* [Goal of the exercise] In the data below, find every line that has the string "RepairStats", and copy it.

* [Dataset records]

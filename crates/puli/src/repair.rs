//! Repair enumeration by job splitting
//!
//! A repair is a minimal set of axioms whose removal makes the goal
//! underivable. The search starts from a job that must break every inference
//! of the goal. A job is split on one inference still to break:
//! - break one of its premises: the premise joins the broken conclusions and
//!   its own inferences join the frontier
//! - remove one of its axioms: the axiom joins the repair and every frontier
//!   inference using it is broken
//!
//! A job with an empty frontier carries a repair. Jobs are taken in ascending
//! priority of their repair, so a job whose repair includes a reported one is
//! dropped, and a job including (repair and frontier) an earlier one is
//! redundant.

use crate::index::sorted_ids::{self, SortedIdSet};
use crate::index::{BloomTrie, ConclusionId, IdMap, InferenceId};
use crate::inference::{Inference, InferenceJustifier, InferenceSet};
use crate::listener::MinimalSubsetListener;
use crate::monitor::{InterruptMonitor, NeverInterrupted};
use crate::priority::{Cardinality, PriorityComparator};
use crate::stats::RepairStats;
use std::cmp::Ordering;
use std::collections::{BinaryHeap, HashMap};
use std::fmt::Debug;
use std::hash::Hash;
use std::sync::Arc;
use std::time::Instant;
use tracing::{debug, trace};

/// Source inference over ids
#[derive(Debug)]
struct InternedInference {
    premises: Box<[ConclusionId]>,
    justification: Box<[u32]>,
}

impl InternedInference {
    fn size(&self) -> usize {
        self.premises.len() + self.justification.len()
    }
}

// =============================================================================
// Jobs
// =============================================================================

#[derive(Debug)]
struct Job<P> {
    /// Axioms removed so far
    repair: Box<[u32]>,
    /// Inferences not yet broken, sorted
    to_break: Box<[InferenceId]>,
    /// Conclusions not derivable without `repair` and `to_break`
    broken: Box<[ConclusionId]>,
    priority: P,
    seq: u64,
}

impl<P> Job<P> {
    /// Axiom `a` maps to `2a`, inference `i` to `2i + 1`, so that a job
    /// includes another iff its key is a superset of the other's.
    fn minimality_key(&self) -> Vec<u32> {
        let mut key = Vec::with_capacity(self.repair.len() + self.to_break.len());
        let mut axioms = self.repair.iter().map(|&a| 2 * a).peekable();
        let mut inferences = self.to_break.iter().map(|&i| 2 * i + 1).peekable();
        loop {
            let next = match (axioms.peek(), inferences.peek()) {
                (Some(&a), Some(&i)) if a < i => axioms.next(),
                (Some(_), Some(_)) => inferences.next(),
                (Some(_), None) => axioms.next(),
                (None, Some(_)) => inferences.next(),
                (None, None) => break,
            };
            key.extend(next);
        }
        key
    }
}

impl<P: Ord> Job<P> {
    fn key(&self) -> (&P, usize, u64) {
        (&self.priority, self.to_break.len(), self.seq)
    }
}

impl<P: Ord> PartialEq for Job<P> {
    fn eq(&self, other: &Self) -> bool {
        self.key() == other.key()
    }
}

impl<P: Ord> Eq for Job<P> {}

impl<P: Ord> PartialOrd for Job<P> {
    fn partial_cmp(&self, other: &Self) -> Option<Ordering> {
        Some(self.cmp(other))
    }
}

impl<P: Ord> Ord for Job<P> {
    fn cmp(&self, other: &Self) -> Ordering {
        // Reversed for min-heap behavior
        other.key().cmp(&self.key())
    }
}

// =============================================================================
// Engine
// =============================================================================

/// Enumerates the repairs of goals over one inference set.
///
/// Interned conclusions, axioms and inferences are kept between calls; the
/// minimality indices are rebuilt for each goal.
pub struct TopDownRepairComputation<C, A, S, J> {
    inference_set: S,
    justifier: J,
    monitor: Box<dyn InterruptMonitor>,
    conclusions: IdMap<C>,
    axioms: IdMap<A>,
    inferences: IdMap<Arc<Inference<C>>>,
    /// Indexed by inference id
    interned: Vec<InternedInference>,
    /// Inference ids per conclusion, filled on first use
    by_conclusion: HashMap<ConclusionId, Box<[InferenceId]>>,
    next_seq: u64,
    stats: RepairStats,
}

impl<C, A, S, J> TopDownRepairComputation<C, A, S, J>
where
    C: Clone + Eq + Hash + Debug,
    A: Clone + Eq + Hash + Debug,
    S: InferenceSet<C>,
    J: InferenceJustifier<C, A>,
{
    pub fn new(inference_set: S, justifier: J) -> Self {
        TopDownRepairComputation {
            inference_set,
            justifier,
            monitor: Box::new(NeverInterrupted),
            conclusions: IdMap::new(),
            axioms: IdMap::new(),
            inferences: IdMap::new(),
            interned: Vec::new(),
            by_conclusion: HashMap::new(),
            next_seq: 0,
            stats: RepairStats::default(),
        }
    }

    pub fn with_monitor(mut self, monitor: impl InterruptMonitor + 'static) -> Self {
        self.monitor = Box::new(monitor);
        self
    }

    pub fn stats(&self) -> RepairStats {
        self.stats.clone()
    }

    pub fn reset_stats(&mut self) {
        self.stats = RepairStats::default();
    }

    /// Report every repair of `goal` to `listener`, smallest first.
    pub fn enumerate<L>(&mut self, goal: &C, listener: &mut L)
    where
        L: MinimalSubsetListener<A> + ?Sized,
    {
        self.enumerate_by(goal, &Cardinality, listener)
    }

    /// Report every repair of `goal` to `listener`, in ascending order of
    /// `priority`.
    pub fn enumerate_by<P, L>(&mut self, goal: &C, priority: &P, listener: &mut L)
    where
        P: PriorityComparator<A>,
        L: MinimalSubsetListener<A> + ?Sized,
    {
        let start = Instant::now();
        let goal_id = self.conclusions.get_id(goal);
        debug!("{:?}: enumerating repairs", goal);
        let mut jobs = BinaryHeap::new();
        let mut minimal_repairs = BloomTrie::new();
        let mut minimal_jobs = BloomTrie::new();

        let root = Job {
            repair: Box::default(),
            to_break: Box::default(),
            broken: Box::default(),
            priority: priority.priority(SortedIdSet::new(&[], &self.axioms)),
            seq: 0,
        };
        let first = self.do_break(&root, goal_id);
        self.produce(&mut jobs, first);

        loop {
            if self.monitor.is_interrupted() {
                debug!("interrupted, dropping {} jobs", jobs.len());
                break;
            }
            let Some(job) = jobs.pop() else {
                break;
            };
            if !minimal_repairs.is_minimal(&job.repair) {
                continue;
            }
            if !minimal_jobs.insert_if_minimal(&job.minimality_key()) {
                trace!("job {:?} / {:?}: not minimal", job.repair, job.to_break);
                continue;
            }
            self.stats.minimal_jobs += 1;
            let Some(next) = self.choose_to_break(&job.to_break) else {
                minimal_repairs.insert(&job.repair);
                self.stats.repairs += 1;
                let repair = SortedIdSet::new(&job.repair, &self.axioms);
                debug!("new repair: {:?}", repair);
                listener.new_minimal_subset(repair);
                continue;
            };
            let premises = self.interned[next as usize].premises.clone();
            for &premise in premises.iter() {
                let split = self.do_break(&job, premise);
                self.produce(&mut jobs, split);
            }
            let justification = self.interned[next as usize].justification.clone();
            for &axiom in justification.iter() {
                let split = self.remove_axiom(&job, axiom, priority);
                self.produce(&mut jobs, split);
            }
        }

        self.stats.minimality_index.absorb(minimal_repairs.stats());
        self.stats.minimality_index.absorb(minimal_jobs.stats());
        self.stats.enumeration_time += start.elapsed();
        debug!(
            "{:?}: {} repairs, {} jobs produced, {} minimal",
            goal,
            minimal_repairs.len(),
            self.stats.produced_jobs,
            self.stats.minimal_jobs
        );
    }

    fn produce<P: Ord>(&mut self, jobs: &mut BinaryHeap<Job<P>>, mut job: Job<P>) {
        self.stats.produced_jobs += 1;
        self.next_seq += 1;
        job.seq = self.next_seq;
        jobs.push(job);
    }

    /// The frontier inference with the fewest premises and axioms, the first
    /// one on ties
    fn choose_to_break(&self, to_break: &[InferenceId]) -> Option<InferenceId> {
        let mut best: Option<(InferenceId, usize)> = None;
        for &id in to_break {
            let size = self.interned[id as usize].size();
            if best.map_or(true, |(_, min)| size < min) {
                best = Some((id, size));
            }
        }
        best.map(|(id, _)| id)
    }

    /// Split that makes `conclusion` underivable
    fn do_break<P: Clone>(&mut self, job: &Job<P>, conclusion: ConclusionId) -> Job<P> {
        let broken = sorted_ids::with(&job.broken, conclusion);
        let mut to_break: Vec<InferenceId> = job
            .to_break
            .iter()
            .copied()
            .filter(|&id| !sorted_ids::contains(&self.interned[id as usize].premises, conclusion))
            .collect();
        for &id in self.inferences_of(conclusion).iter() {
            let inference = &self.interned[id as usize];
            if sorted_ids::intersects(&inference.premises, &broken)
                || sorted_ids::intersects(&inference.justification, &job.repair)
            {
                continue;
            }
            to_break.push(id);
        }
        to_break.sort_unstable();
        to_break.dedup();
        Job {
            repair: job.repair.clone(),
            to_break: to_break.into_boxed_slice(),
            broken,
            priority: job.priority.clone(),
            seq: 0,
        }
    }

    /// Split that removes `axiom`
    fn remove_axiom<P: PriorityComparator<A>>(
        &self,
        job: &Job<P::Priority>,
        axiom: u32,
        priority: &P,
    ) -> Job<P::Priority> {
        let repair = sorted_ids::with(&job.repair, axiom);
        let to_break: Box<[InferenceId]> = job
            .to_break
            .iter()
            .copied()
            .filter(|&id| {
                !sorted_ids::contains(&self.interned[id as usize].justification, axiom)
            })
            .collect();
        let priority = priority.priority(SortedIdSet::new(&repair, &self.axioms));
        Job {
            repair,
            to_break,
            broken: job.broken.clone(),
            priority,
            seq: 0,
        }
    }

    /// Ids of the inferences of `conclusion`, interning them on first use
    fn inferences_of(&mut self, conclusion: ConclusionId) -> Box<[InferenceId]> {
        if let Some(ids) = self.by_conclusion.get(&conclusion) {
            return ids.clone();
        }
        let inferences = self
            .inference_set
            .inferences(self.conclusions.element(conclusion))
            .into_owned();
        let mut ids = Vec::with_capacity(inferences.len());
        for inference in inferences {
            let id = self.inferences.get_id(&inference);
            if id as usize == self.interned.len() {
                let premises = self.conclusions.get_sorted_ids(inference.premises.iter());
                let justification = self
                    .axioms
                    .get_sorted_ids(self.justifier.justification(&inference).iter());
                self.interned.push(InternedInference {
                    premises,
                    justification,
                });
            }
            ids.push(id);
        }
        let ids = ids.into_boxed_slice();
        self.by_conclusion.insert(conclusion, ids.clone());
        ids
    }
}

* [Output]
use crate::stats::RepairStats;
    stats: RepairStats,
            stats: RepairStats::default(),
    pub fn stats(&self) -> RepairStats {
        self.stats = RepairStats::default();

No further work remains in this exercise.